→ **Exercise details**
Output exactly, with nothing added, the entries from the first line through the line with "pub mod host;".

→ **Source material**
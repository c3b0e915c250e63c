//! Port layer - the kernel this crate is layered on
//!
//! Everything below this module speaks the RT-Thread object model: thread,
//! semaphore, mutex, message queue, event and timer objects, a tick counter,
//! interrupt nesting and the critical section. The μC/OS-III layer only ever
//! calls the entry points re-exported here.

#[cfg(feature = "std")]
pub mod host;

#[cfg(feature = "std")]
pub use host::*;

#[cfg(not(feature = "std"))]
compile_error!("no kernel port selected: enable the `std` host port");
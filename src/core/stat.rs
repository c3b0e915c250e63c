//! CPU usage statistic
//!
//! The idle hook counts how often the kernel idles. A periodic sampler turns
//! the count of each sample window into a usage figure, taking the busiest
//! idle count seen so far as the "fully idle" reference.
//!
//! Usage figures are in hundredths of a percent (0..=10000).

use portable_atomic::{AtomicU16, AtomicU64, Ordering};

use crate::config::{CFG_STAT_TASK_RATE_HZ, CFG_TICK_RATE_HZ};
use crate::critical::is_isr_context;
use crate::error::{rt_result, OsError, OsResult};
use crate::port::{
    rt_thread_idle_delhook, rt_thread_idle_sethook, rt_timer_init, rt_timer_start, RtTimeout,
    RtTimer, RT_TIMER_FLAG_PERIODIC, RT_TIMER_FLAG_SOFT_TIMER,
};

/// Full scale of the usage figures
pub const OS_STAT_USAGE_MAX: u16 = 10000;

static IDLE_CTR: AtomicU64 = AtomicU64::new(0);
static IDLE_CTR_MAX: AtomicU64 = AtomicU64::new(0);
static CPU_USAGE: AtomicU16 = AtomicU16::new(0);
static CPU_USAGE_MAX: AtomicU16 = AtomicU16::new(0);

static STAT_TMR: RtTimer = RtTimer::new();

struct StatSampler;

static SAMPLER: StatSampler = StatSampler;

impl RtTimeout for StatSampler {
    fn timeout(&'static self) {
        stat_sample(IDLE_CTR.swap(0, Ordering::AcqRel));
    }
}

/// Usage for one window given its idle count and the reference count
fn usage_from(idle: u64, idle_max: u64) -> u16 {
    if idle_max == 0 {
        return 0;
    }
    let idle_part = (idle.min(idle_max) * OS_STAT_USAGE_MAX as u64) / idle_max;
    OS_STAT_USAGE_MAX - idle_part as u16
}

fn stat_sample(idle: u64) {
    let idle_max = IDLE_CTR_MAX.fetch_max(idle, Ordering::AcqRel).max(idle);
    let usage = usage_from(idle, idle_max);
    CPU_USAGE.store(usage, Ordering::Release);
    CPU_USAGE_MAX.fetch_max(usage, Ordering::AcqRel);
    crate::trace!("cpu usage {}", usage);
}

/// Idle hook, counts idle passes
pub fn os_idle_hook() {
    IDLE_CTR.fetch_add(1, Ordering::Relaxed);
}

/// Install the idle hook, on `os_init`
pub(crate) fn os_stat_init() -> OsResult<()> {
    let _ = rt_thread_idle_delhook(os_idle_hook);
    rt_result(rt_thread_idle_sethook(os_idle_hook))
}

/// Start sampling CPU usage
///
/// Call once from the first task, before the others are created, so the
/// first windows see a mostly idle system.
pub fn os_stat_task_cpu_usage_init() -> OsResult<()> {
    if is_isr_context() {
        return Err(OsError::CreateIsr);
    }
    os_stat_reset();
    IDLE_CTR_MAX.store(0, Ordering::Release);
    rt_timer_init(
        &STAT_TMR,
        "stat",
        &SAMPLER,
        CFG_TICK_RATE_HZ / CFG_STAT_TASK_RATE_HZ,
        RT_TIMER_FLAG_PERIODIC | RT_TIMER_FLAG_SOFT_TIMER,
    );
    rt_result(rt_timer_start(&STAT_TMR))?;
    crate::info!("statistic sampling at {} Hz", CFG_STAT_TASK_RATE_HZ);
    Ok(())
}

/// Clear the peak usage and the current window
pub fn os_stat_reset() {
    IDLE_CTR.store(0, Ordering::Release);
    CPU_USAGE.store(0, Ordering::Release);
    CPU_USAGE_MAX.store(0, Ordering::Release);
}

/// Usage over the last window
#[inline]
pub fn os_stat_cpu_usage() -> u16 {
    CPU_USAGE.load(Ordering::Acquire)
}

/// Highest usage since the last reset
#[inline]
pub fn os_stat_cpu_usage_max() -> u16 {
    CPU_USAGE_MAX.load(Ordering::Acquire)
}

#[cfg(test)]
mod tests {
    use super::*;

    #[test]
    fn usage_scales_against_reference() {
        assert_eq!(usage_from(0, 0), 0);
        assert_eq!(usage_from(100, 100), 0);
        assert_eq!(usage_from(25, 100), 7500);
        assert_eq!(usage_from(0, 100), OS_STAT_USAGE_MAX);
        assert_eq!(usage_from(150, 100), 0);
    }
}
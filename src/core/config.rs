//! Compile-time configuration for μC/OS-III
//!
//! These constants control the behavior and resource limits of the API layer.

use crate::port::{RT_THREAD_PRIORITY_MAX, RT_TICK_PER_SECOND};

/// Number of priority levels, taken from the kernel
pub const CFG_PRIO_MAX: usize = RT_THREAD_PRIORITY_MAX as usize;

/// System tick rate in Hz
pub const CFG_TICK_RATE_HZ: u32 = RT_TICK_PER_SECOND;

/// Rate of the timer task, in Hz; timer periods count in these units
pub const CFG_TMR_TASK_RATE_HZ: u32 = 100;

/// Kernel ticks per timer tick
pub const CFG_TMR_TICK_SCALE: u32 = CFG_TICK_RATE_HZ / CFG_TMR_TASK_RATE_HZ;

/// Rate of the statistic sampler in Hz
pub const CFG_STAT_TASK_RATE_HZ: u32 = 10;

/// Default time quanta for round-robin scheduling
pub const CFG_TIME_QUANTA_DEFAULT: u32 = 10;

/// Minimum task stack size
pub const CFG_STK_SIZE_MIN: usize = 64;

/// Number of task registers
pub const CFG_TASK_REG_TBL_SIZE: usize = 3;

/// Maximum scheduler lock nesting
pub const CFG_SCHED_LOCK_NESTING_MAX: u16 = 250;

/// Idle task priority
pub const CFG_PRIO_IDLE: u8 = (CFG_PRIO_MAX - 1) as u8;

/// μC/OS-III version this API follows (V3.08.03)
pub const OS_VERSION: u16 = 30803;

/// Version of this API layer
pub const WRAPPER_VERSION: &str = env!("CARGO_PKG_VERSION");
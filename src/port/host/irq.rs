//! Interrupt nesting, critical section and scheduler lock

use core::cell::Cell;
use std::thread_local;

use portable_atomic::{AtomicU16, Ordering};

use super::thread::rt_thread_self;

/// Saved state returned by [`rt_hw_interrupt_disable`]
pub type RtLevel = critical_section::RestoreState;

thread_local! {
    static IRQ_NEST: Cell<u8> = const { Cell::new(0) };
}

/// Scheduler lock nesting, global like the kernel's
static CRITICAL_NEST: AtomicU16 = AtomicU16::new(0);

/// Enter the kernel critical section
#[inline]
pub fn rt_hw_interrupt_disable() -> RtLevel {
    // SAFETY: paired with `rt_hw_interrupt_enable` by every caller.
    unsafe { critical_section::acquire() }
}

/// Leave the kernel critical section
#[inline]
pub fn rt_hw_interrupt_enable(level: RtLevel) {
    // SAFETY: `level` comes from the matching `rt_hw_interrupt_disable`.
    unsafe { critical_section::release(level) }
}

/// Mark entry into an interrupt handler on the calling thread
pub fn rt_interrupt_enter() {
    IRQ_NEST.with(|nest| nest.set(nest.get().saturating_add(1)));
}

/// Mark exit from an interrupt handler on the calling thread
pub fn rt_interrupt_leave() {
    IRQ_NEST.with(|nest| nest.set(nest.get().saturating_sub(1)));
}

/// Interrupt nesting of the calling thread
#[inline]
pub fn rt_interrupt_get_nest() -> u8 {
    IRQ_NEST.with(|nest| nest.get())
}

/// Lock the scheduler
pub fn rt_enter_critical() {
    CRITICAL_NEST.fetch_add(1, Ordering::AcqRel);
}

/// Unlock the scheduler, rescheduling when the last lock is released
pub fn rt_exit_critical() {
    let prev = CRITICAL_NEST
        .fetch_update(Ordering::AcqRel, Ordering::Acquire, |n| Some(n.saturating_sub(1)))
        .unwrap_or(0);
    if prev <= 1 {
        rt_schedule();
    }
}

/// Scheduler lock nesting
#[inline]
pub fn rt_critical_level() -> u16 {
    CRITICAL_NEST.load(Ordering::Acquire)
}

/// Scheduling point
///
/// Host threads are scheduled by the host, so this only gives a pending
/// suspend or delete of the calling thread a chance to take effect.
pub fn rt_schedule() {
    if rt_critical_level() > 0 || rt_interrupt_get_nest() > 0 {
        return;
    }
    if let Some(thread) = rt_thread_self() {
        thread.checkpoint();
    }
    std::thread::yield_now();
}

#[cfg(test)]
mod tests {
    use super::*;

    #[test]
    fn nesting_is_per_thread() {
        rt_interrupt_enter();
        rt_interrupt_enter();
        assert_eq!(rt_interrupt_get_nest(), 2);
        let other = std::thread::spawn(rt_interrupt_get_nest).join().unwrap();
        assert_eq!(other, 0);
        rt_interrupt_leave();
        rt_interrupt_leave();
        rt_interrupt_leave();
        assert_eq!(rt_interrupt_get_nest(), 0);
    }
}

→ **Output for this task**
repository c3b0e915c250e63c
//! Port layer - the kernel this crate is layered on
//!
//! Everything below this module speaks the RT-Thread object model: thread,
//! semaphore, mutex, message queue, event and timer objects, a tick counter,
//! interrupt nesting and the critical section. The μC/OS-III layer only ever
//! calls the entry points re-exported here.

#[cfg(feature = "std")]
pub mod host;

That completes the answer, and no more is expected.